Birthdays. Maj.-General Clarence Ransom Edwards, "Daddy of the Yankee Division" (71); Author Rudyard Kipling (65); Dr. Archibald Romaine Mansfield, chaplain of Manhattan's waterfront Sea-mens' Church Institute (60); ex-Governor Alfred Emanuel Smith (57).
Died. Lee-Adam Gimbel, 34, Manhattan stockbroker (Sartorius & Smith), onetime member of the New York Stock Exchange, onetime vice president and director of Gimbel Bros. Inc. (Manhattan department store); by falling or jumping from a 16th story window of the Yale Club; in Manhattan.

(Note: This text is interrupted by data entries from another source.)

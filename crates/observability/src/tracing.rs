//! Tracing/logging initialization.

use tracing_subscriber::EnvFilter;

/// Filter from `RUST_LOG`, falling back to `default_level`.
pub fn filter(default_level: &str) -> EnvFilter {
    EnvFilter::try_from_default_env()
        .or_else(|_| EnvFilter::try_new(default_level))
        .unwrap_or_else(|_| EnvFilter::new("info"))
}

/// Initialize tracing/logging for the process.
///
/// `RUST_LOG` wins over `default_level`. With `json`, events are emitted as
/// JSON lines with timestamps; otherwise in the human-readable format.
/// Safe to call multiple times (subsequent calls are no-ops).
pub fn init_with(default_level: &str, json: bool) {
    let builder = tracing_subscriber::fmt()
        .with_env_filter(filter(default_level))
        .with_timer(tracing_subscriber::fmt::time::SystemTime)
        .with_target(false);

    let _ = if json {
        builder.json().try_init()
    } else {
        builder.try_init()
    };
}
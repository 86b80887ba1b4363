use axum::extract::rejection::{JsonRejection, QueryRejection};
use axum::http::StatusCode;
use axum::response::IntoResponse;
use serde_json::json;

use stockroom_core::StockError;

pub fn status_for(err: &StockError) -> StatusCode {
    match err {
        StockError::InvalidArgument(_) => StatusCode::BAD_REQUEST,
        StockError::InsufficientStock { .. } => StatusCode::UNPROCESSABLE_ENTITY,
        StockError::ConcurrencyConflict(_) => StatusCode::CONFLICT,
        StockError::PersistenceFailure(_) => StatusCode::SERVICE_UNAVAILABLE,
    }
}

pub fn stock_error_to_response(err: StockError) -> axum::response::Response {
    let status = status_for(&err);
    let mut body = json!({
        "error": err.code(),
        "message": err.to_string(),
    });

    if let StockError::InsufficientStock {
        requested,
        available,
        ..
    } = &err
    {
        body["requested"] = json!(requested);
        body["available"] = json!(available);
    }

    (status, axum::Json(body)).into_response()
}

pub fn json_error(
    status: StatusCode,
    code: &'static str,
    message: impl Into<String>,
) -> axum::response::Response {
    (
        status,
        axum::Json(json!({
            "error": code,
            "message": message.into(),
        })),
    )
        .into_response()
}

pub fn invalid(message: impl Into<String>) -> axum::response::Response {
    json_error(StatusCode::BAD_REQUEST, "invalid_argument", message)
}

pub fn json_rejection(err: JsonRejection) -> axum::response::Response {
    invalid(err.body_text())
}

pub fn query_rejection(err: QueryRejection) -> axum::response::Response {
    invalid(err.body_text())
}

#[cfg(test)]
mod tests {
    use super::*;
    use stockroom_core::{BranchId, ProductId};

    #[test]
    fn taxonomy_maps_to_distinct_statuses() {
        assert_eq!(status_for(&StockError::invalid("x")), StatusCode::BAD_REQUEST);
        assert_eq!(
            status_for(&StockError::InsufficientStock {
                product_id: ProductId::new(),
                branch_id: BranchId::new(),
                requested: 2,
                available: 1,
            }),
            StatusCode::UNPROCESSABLE_ENTITY
        );
        assert_eq!(status_for(&StockError::conflict("x")), StatusCode::CONFLICT);
        assert_eq!(status_for(&StockError::persistence("x")), StatusCode::SERVICE_UNAVAILABLE);
    }
}
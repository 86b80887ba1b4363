use std::sync::Arc;

use axum::{extract::Extension, response::IntoResponse, Json};

use crate::app::services::AppServices;

pub async fn health(Extension(services): Extension<Arc<AppServices>>) -> impl IntoResponse {
    Json(serde_json::json!({
        "status": "ok",
        "backend": format!("{:?}", services.backend).to_lowercase(),
    }))
}
//! Read-side groupings over ledger records.

use std::collections::{HashMap, HashSet};

use serde::{Deserialize, Serialize};

use stockroom_core::{BranchId, ProductId};

use crate::branch::BranchRegistry;
use crate::record::InventoryRecord;

/// Quantity of one product at one branch, with the branch's display data.
#[derive(Debug, Clone, PartialEq, Eq, Serialize, Deserialize)]
pub struct BranchQuantity {
    pub branch_id: BranchId,
    pub branch_name: String,
    pub is_main: bool,
    pub quantity: i64,
}

/// Per-branch stock totals.
#[derive(Debug, Clone, PartialEq, Eq, Serialize, Deserialize)]
pub struct BranchSummary {
    pub branch_id: BranchId,
    pub name: String,
    pub is_main: bool,
    /// Products with a positive quantity at this branch.
    pub product_count: usize,
    pub total_units: i128,
}

#[derive(Debug, Clone, PartialEq, Eq, Serialize, Deserialize)]
pub struct InventoryOverview {
    pub branches: Vec<BranchSummary>,
    /// Distinct products with a positive quantity at any branch.
    pub product_count: usize,
    pub total_units: i128,
}

/// Quantities of `product_id` at every registered branch (zero where no record exists).
pub fn quantities_by_branch(
    registry: &BranchRegistry,
    product_id: ProductId,
    records: &[InventoryRecord],
) -> Vec<BranchQuantity> {
    let held: HashMap<BranchId, i64> = records
        .iter()
        .filter(|r| r.product_id == product_id)
        .map(|r| (r.branch_id, r.quantity))
        .collect();

    registry
        .list()
        .into_iter()
        .map(|b| BranchQuantity {
            quantity: held.get(&b.id).copied().unwrap_or(0),
            branch_id: b.id,
            branch_name: b.name,
            is_main: b.is_main,
        })
        .collect()
}

/// Totals per registered branch, ordered by branch name.
pub fn summarize(registry: &BranchRegistry, records: &[InventoryRecord]) -> InventoryOverview {
    let mut per_branch: HashMap<BranchId, (usize, i128)> = HashMap::new();
    let mut stocked: HashSet<ProductId> = HashSet::new();
    for record in records.iter().filter(|r| r.quantity > 0) {
        let entry = per_branch.entry(record.branch_id).or_default();
        entry.0 += 1;
        entry.1 += i128::from(record.quantity);
        stocked.insert(record.product_id);
    }

    let branches: Vec<BranchSummary> = registry
        .list()
        .into_iter()
        .map(|b| {
            let (product_count, total_units) = per_branch.get(&b.id).copied().unwrap_or((0, 0));
            BranchSummary {
                branch_id: b.id,
                name: b.name,
                is_main: b.is_main,
                product_count,
                total_units,
            }
        })
        .collect();

    let total_units = branches.iter().map(|b| b.total_units).sum();
    InventoryOverview {
        branches,
        product_count: stocked.len(),
        total_units,
    }
}
use std::sync::Arc;

use axum::{
    body::Bytes,
    extract::Extension,
    http::StatusCode,
    response::IntoResponse,
    routing::post,
    Json, Router,
};

use stockroom_core::ProductId;

use crate::app::{dto, errors};
use crate::app::services::AppServices;
use crate::context::ActorContext;

pub fn write_routes() -> Router {
    Router::new().route("/products", post(register_product))
}

/// Declare a product identity. An empty body mints a new id.
pub async fn register_product(
    Extension(services): Extension<Arc<AppServices>>,
    Extension(actor): Extension<ActorContext>,
    body: Bytes,
) -> axum::response::Response {
    let request = if body.iter().all(u8::is_ascii_whitespace) {
        dto::RegisterProductRequest::default()
    } else {
        match serde_json::from_slice::<dto::RegisterProductRequest>(&body) {
            Ok(r) => r,
            Err(e) => return errors::invalid(format!("invalid product body: {e}")),
        }
    };
    let product_id = request.product_id.unwrap_or_else(ProductId::new);

    match services.engine.register_product(product_id).await {
        Ok(created) => {
            tracing::info!(%product_id, actor = %actor.actor_id(), created, "product declared");
            let status = if created { StatusCode::CREATED } else { StatusCode::OK };
            (status, Json(dto::ProductResponse { product_id, created })).into_response()
        }
        Err(e) => errors::stock_error_to_response(e),
    }
}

Died. U. S. Representative David Joseph O'Connell, 62, of the 9th New York Congressional District (1919-21 and since 1923), author of the bill which sent Gold Star Mothers to France, member of the House Foreign Affairs Committee, sales manager of Funk & Wagnalls Co., onetime president of the Booksellers' League of New York; of a heart attack while seated in a bootblack chair; in Manhattan.
Died. George V's eldest sister, H. R. H. Louise Victoria Alexandra Dagmar, 63, Princess Royal, Dowager Duchess of Fife, called by Edward VII "Your Royal Shyness," ist member of British Royalty to become a cinemaddict.
Died. Edward Judson Ovington, 66, onetime Chicago manager of Ovington Bros. (Manhattan gift shop), nature-lover, founder of Ovington's (Lake Crescent, Wash., summer resort); in Seattle, Wash.
Died. William Hoffman Martin, 67, grain broker of Chicago and New York, father of Managing Editor John S. Martin of TIME, uncle of the late Briton Hadden (cofounder of TIME) ; of pneumonia; in Manhattan.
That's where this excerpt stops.